● **Task brief**
Your answer should be each line of the entries that contains the word "confirmation", copied in full.

● **Raw data**

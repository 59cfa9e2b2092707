// Copyright The OpenTelemetry Authors
// SPDX-License-Identifier: Apache-2.0

//! Event-driven accounting engine for TCP/UDP keepalive offload lifecycle
//! metrics.
//!
//! A [`tracker::KeepaliveStatsTracker`] is fed `Start`/`Pause`/`Resume`/`Stop`
//! hooks as a device's keepalive offloads come and go. Internally it
//! partitions wall-clock time by how many keepalives were concurrently
//! registered or active into a pair of duration histograms, and separately
//! aggregates each keepalive's lifetime into a table keyed by carrier,
//! transport set, and interval. Call [`tracker::KeepaliveStatsTracker::build_keepalive_metrics`]
//! or [`tracker::KeepaliveStatsTracker::build_and_reset_metrics`] to snapshot
//! that state into a [`report::DailyReport`] suitable for telemetry upload.
//!
//! The tracker is not thread-safe on purpose: it is meant to live on a
//! single, externally managed serial execution context (a dispatcher
//! thread, an event loop), and every public method asserts it is being
//! called from the thread it was constructed on.
//!
//! ```
//! use std::sync::Arc;
//! use keepalive_stats_tracker::{
//!     clock::SystemClock, caps::NetworkCapabilities, registration::NetworkId,
//!     tracker::KeepaliveStatsTracker,
//! };
//!
//! let mut tracker = KeepaliveStatsTracker::new(Arc::new(SystemClock::new()));
//! tracker
//!     .on_start_keepalive(NetworkId(1), 0, &NetworkCapabilities::new(), 10)
//!     .unwrap();
//! let report = tracker.build_keepalive_metrics().unwrap();
//! assert!(!report.duration_per_num_of_keepalive.is_empty());
//! ```

#![warn(missing_docs)]

pub mod caps;
pub mod carrier;
pub mod clock;
pub mod context;
pub mod error;
pub mod histogram;
pub mod registration;
pub mod report;
pub mod tracker;

pub use caps::{NetworkCapabilities, TransportType, CARRIER_ID_UNKNOWN};
pub use clock::{Clock, SystemClock};
pub use context::DispatcherToken;
pub use error::TrackerError;
pub use registration::NetworkId;
pub use report::{DailyReport, DurationPerNumOfKeepalive, KeepaliveLifetimePerCarrier};
pub use tracker::KeepaliveStatsTracker;
//! The `clean` command: remove broken home-directory symlinks.

use anyhow::Result;

use crate::cli::{CleanOpts, GlobalOpts};
use crate::clean;
use crate::logging::Logger;
use crate::paths;
use crate::prompt::StdinPrompt;

/// Run the clean command.
///
/// Clean operates on the home directory only and does not touch the store,
/// so it skips the configuration setup entirely.
///
/// # Errors
///
/// Returns an error if the home directory cannot be determined or a
/// confirmed removal fails.
pub fn run(_global: &GlobalOpts, opts: &CleanOpts, log: &Logger) -> Result<()> {
    let home = paths::home_dir()?;

    log.stage("Cleaning broken links");
    clean::clean(&home, opts.force, &StdinPrompt, log)?;
    Ok(())
}
//! Interactive yes/no confirmation.
//!
//! Prompts are synchronous blocking reads from standard input with no
//! timeout. Invalid input re-prompts in a loop rather than recursing, so
//! pathological repeated garbage cannot grow the call stack.

use std::io::{self, BufRead, Write};

/// Answer assumed when the user submits an empty line.
#[derive(Debug, Clone, Copy, PartialEq, Eq)]
pub enum Answer {
    /// Empty input means yes.
    Yes,
    /// Empty input means no.
    No,
}

/// Blocking yes/no confirmation.
pub trait Confirm {
    /// Ask `question`, returning `default` on empty input.
    ///
    /// # Errors
    ///
    /// Returns an error if standard input or output fails.
    fn confirm(&self, question: &str, default: Answer) -> io::Result<bool>;
}

/// [`Confirm`] implementation reading from the process's standard input.
#[derive(Debug, Default, Clone, Copy)]
pub struct StdinPrompt;

impl Confirm for StdinPrompt {
    fn confirm(&self, question: &str, default: Answer) -> io::Result<bool> {
        let stdin = io::stdin();
        let mut input = stdin.lock();
        let mut output = io::stdout().lock();
        ask(&mut input, &mut output, question, default)
    }
}

/// Prompt on `output` and read answers from `input` until one is valid.
///
/// Accepts `y`/`yes`/`n`/`no` case-insensitively; empty input selects the
/// default; end-of-input also selects the default so a closed stdin cannot
/// spin forever.
fn ask(
    input: &mut impl BufRead,
    output: &mut impl Write,
    question: &str,
    default: Answer,
) -> io::Result<bool> {
    let hint = match default {
        Answer::Yes => "[Y/n]",
        Answer::No => "[y/N]",
    };
    loop {
        write!(output, "{question} {hint}: ")?;
        output.flush()?;

        let mut line = String::new();
        if input.read_line(&mut line)? == 0 {
            return Ok(default == Answer::Yes);
        }
        match line.trim().to_lowercase().as_str() {
            "" => return Ok(default == Answer::Yes),
            "y" | "yes" => return Ok(true),
            "n" | "no" => return Ok(false),
            other => writeln!(output, "invalid choice '{other}', expected y/yes/n/no")?,
        }
    }
}
//! Domain-specific error types for the boxup engine.
//!
//! Internal modules return typed errors ([`ConfigError`], [`PackageError`])
//! while command handlers at the CLI boundary convert them to
//! [`anyhow::Error`] via the standard `?` operator. Exit-status mapping for
//! the whole process lives in [`exit_code`].

use std::path::PathBuf;

use thiserror::Error;

/// Process exit status for a generic failure.
pub const EXIT_FAILURE: i32 = 1;

/// Process exit status for a privileged-access failure, distinct from
/// [`EXIT_FAILURE`] so a wrapper can suggest retrying with elevated rights.
pub const EXIT_NEEDS_PRIVILEGE: i32 = 13;

/// Errors that invalidate the whole invocation before any mutation.
#[derive(Error, Debug)]
pub enum ConfigError {
    /// An `env` or `box` value is not a single path segment.
    #[error("invalid {field} name '{value}': must be a single path segment")]
    InvalidName {
        /// Which argument carried the bad value (`env` or `box`).
        field: &'static str,
        /// The rejected value.
        value: String,
    },

    /// A required value was neither passed on the CLI nor set in the environment.
    #[error("{flag} not given and ${var} is not set")]
    MissingValue {
        /// CLI flag that would supply the value.
        flag: &'static str,
        /// Environment variable consulted as a fallback.
        var: &'static str,
    },

    /// The configuration store root does not exist.
    #[error("configuration root '{}' does not exist", .0.display())]
    MissingConfRoot(PathBuf),

    /// The box directory does not exist (and the command is not `init`).
    #[error("box directory '{}' does not exist; use the `init` command to create it", .0.display())]
    MissingBoxDir(PathBuf),

    /// A path expected to be a directory is something else.
    #[error("'{}' is not a directory", .0.display())]
    NotADirectory(PathBuf),

    /// An I/O error occurred while listing a store directory.
    #[error("reading store directory '{}': {source}", .path.display())]
    Io {
        /// Directory that could not be read.
        path: PathBuf,
        /// Underlying I/O error.
        source: std::io::Error,
    },
}

/// Errors raised by the package adapter registry.
#[derive(Error, Debug)]
pub enum PackageError {
    /// The requested action is not implemented by the selected adapter.
    /// Reported distinctly from a generic failure so the operator understands
    /// it is a feature gap, not a bug.
    #[error("action '{action}' is not available for '{category}'")]
    Unsupported {
        /// Adapter category name.
        category: &'static str,
        /// Requested action name.
        action: &'static str,
    },

    /// The underlying tool needs elevated rights for this action.
    #[error("'{category}' needs elevated privileges; retry the command with elevated rights")]
    NeedsPrivilege {
        /// Adapter category name.
        category: &'static str,
    },

    /// The adapter's manifest file has not been created yet.
    #[error("no manifest at '{}'; run the `backup` action first", .0.display())]
    MissingManifest(PathBuf),
}

/// Map an error chain to the process exit status.
#[must_use]
pub fn exit_code(err: &anyhow::Error) -> i32 {
    for cause in err.chain() {
        if let Some(pkg_err) = cause.downcast_ref::<PackageError>()
            && matches!(pkg_err, PackageError::NeedsPrivilege { .. })
        {
            return EXIT_NEEDS_PRIVILEGE;
        }
    }
    EXIT_FAILURE
}
//! Link Reconciliation Engine.
//!
//! For every tracked entry, decides what currently occupies its
//! home-directory target and applies the transition that converges the home
//! directory to the configuration store without destroying user data:
//!
//! - a real directory is never replaced (skip, warn);
//! - a symlink that already resolves to the intended source is left alone;
//! - a symlink to another target or a regular file is removed (or renamed to
//!   `<name>.bk` when backing up) after confirmation;
//! - anything else falls through to symlink creation.
//!
//! There is no transaction or rollback. An interrupted run leaves converged
//! entries converged; re-running is safe because a correct link is always
//! recognised and skipped.

use std::path::{Path, PathBuf};

use anyhow::{Context as _, Result};

use crate::collect::TrackedFile;
use crate::fsutil;
use crate::logging::Logger;
use crate::prompt::{Answer, Confirm};

/// Behaviour flags for a reconciliation run.
#[derive(Debug, Clone, Copy, Default)]
pub struct LinkOptions {
    /// Skip confirmation prompts, treating every question as answered yes.
    pub force: bool,
    /// Preserve an overwritten non-symlink target as `<name>.bk` instead of
    /// deleting it.
    pub backup: bool,
}

/// What currently occupies a home-directory target path.
///
/// Read via `symlink_metadata` immediately before mutation and never cached;
/// the home directory is a live file system shared with the user's shell.
#[derive(Debug, Clone, PartialEq, Eq)]
enum TargetState {
    Absent,
    Directory,
    AlreadyLinked,
    Occupied { is_symlink: bool },
}

/// Outcome counters for a reconciliation run.
#[derive(Debug, Default, Clone, Copy, PartialEq, Eq)]
pub struct LinkStats {
    /// Symlinks created.
    pub created: u32,
    /// Targets already pointing at the intended source.
    pub already_linked: u32,
    /// Real directories left untouched.
    pub skipped_dirs: u32,
    /// Targets left untouched because the user declined removal.
    pub declined: u32,
}

/// Reconcile every entry's home-directory target to be a symlink pointing at
/// the entry's location in the configuration store.
///
/// Entries are processed in the order given; each entry's outcome is
/// reported before the next is examined.
///
/// # Errors
///
/// Returns an error on the first failed file-system mutation or failed
/// confirmation read; entries already converged are unaffected.
pub fn reconcile(
    files: &[TrackedFile],
    home: &Path,
    opts: LinkOptions,
    prompt: &dyn Confirm,
    log: &Logger,
) -> Result<LinkStats> {
    let mut stats = LinkStats::default();

    for file in files {
        let source = file.source();
        let target = file.target(home);

        match target_state(&target, &source)? {
            TargetState::Directory => {
                log.warn(&format!("skipping dir \"{}\"", target.display()));
                stats.skipped_dirs += 1;
                continue;
            }
            TargetState::AlreadyLinked => {
                log.info(&format!("already linked \"{}\"", target.display()));
                stats.already_linked += 1;
                continue;
            }
            TargetState::Occupied { is_symlink } => {
                let confirmed = opts.force
                    || prompt
                        .confirm(
                            &format!("remove file at \"{}\"?", target.display()),
                            Answer::Yes,
                        )
                        .context("reading confirmation")?;
                if !confirmed {
                    log.warn(&format!("not linking \"{}\"", target.display()));
                    stats.declined += 1;
                    continue;
                }

                if opts.backup && !is_symlink {
                    let saved = backup_path(&target);
                    std::fs::rename(&target, &saved).with_context(|| {
                        format!("moving \"{}\" to \"{}\"", target.display(), saved.display())
                    })?;
                    log.debug(&format!("moved \"{}\"", target.display()));
                } else {
                    fsutil::remove_existing(&target)?;
                    log.debug(&format!("removed \"{}\"", target.display()));
                }
            }
            TargetState::Absent => {
                log.debug(&format!("nothing at \"{}\"", target.display()));
            }
        }

        fsutil::create_symlink(&source, &target)?;
        log.debug(&format!(
            "created \"{}\" -> \"{}\"",
            target.display(),
            source.display()
        ));
        stats.created += 1;
    }

    log.info(&format!(
        "{} linked, {} already ok, {} dirs skipped, {} declined",
        stats.created, stats.already_linked, stats.skipped_dirs, stats.declined
    ));
    Ok(stats)
}

/// Classify what occupies `target` relative to the intended `source`.
fn target_state(target: &Path, source: &Path) -> Result<TargetState> {
    let meta = match std::fs::symlink_metadata(target) {
        Ok(meta) => meta,
        Err(e) if e.kind() == std::io::ErrorKind::NotFound => return Ok(TargetState::Absent),
        Err(e) => {
            return Err(e).with_context(|| format!("inspecting \"{}\"", target.display()));
        }
    };

    if meta.is_symlink() {
        let dest = std::fs::read_link(target)
            .with_context(|| format!("reading link \"{}\"", target.display()))?;
        if dest == source {
            Ok(TargetState::AlreadyLinked)
        } else {
            Ok(TargetState::Occupied { is_symlink: true })
        }
    } else if meta.is_dir() {
        Ok(TargetState::Directory)
    } else {
        Ok(TargetState::Occupied { is_symlink: false })
    }
}

/// Append `.bk` to the final path component.
fn backup_path(target: &Path) -> PathBuf {
    let mut name = target.as_os_str().to_os_string();
    name.push(".bk");
    PathBuf::from(name)
}
//! Global npm package adapter.
//!
//! Backup captures `npm list -g --json` into the manifest. Restore parses
//! the recorded dependency map and issues one pinned install invocation per
//! package, never a single combined call.

use std::collections::BTreeMap;
use std::path::{Path, PathBuf};

use anyhow::{Context as _, Result};
use serde::Deserialize;

use super::{Category, Packager, Runtime, read_manifest, write_manifest};

/// Shape of the `npm list -g --json` output we rely on.
#[derive(Debug, Deserialize)]
struct Manifest {
    #[serde(default)]
    dependencies: BTreeMap<String, Dependency>,
}

#[derive(Debug, Deserialize)]
struct Dependency {
    version: String,
}

/// Manage globally installed npm packages.
#[derive(Debug)]
pub struct NpmGlobal {
    manifest: PathBuf,
    registry: Option<String>,
}

impl NpmGlobal {
    /// Create the adapter with its manifest under `pkg_dir`, installing from
    /// the default npm registry.
    #[must_use]
    pub fn new(pkg_dir: &Path) -> Self {
        Self {
            manifest: pkg_dir.join("package.json"),
            registry: None,
        }
    }

    /// Install from a non-default registry during restore.
    #[must_use]
    pub fn with_registry(mut self, url: impl Into<String>) -> Self {
        self.registry = Some(url.into());
        self
    }
}

impl Packager for NpmGlobal {
    fn category(&self) -> Category {
        Category::Npm
    }

    fn manifest_path(&self) -> &Path {
        &self.manifest
    }

    fn verify(&self, rt: &Runtime<'_>) -> Result<()> {
        rt.exec.run("npm", &["--version"])?;
        Ok(())
    }

    fn supports_backup(&self) -> bool {
        true
    }

    fn supports_restore(&self) -> bool {
        true
    }

    fn backup(&self, rt: &Runtime<'_>) -> Result<()> {
        let result = rt.exec.run("npm", &["list", "-g", "--json"])?;
        write_manifest(&self.manifest, &result.stdout)?;
        self.info(rt)
    }

    fn restore(&self, rt: &Runtime<'_>) -> Result<()> {
        let raw = read_manifest(&self.manifest)?;
        let parsed: Manifest = serde_json::from_str(&raw)
            .with_context(|| format!("parsing \"{}\"", self.manifest.display()))?;

        for (name, dependency) in &parsed.dependencies {
            let spec = format!("{name}@{}", dependency.version);
            let mut args = vec!["install", "-g", spec.as_str()];
            if let Some(registry) = &self.registry {
                args.push("--registry");
                args.push(registry);
            }
            rt.run("npm", &args)?;
        }
        Ok(())
    }
}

● **Answer section**
//! Interactive yes/no confirmation.
/// Blocking yes/no confirmation.
//!   `<name>.bk` when backing up) after confirmation;
    /// Skip confirmation prompts, treating every question as answered yes.
/// confirmation read; entries already converged are unaffected.
                        .context("reading confirmation")?;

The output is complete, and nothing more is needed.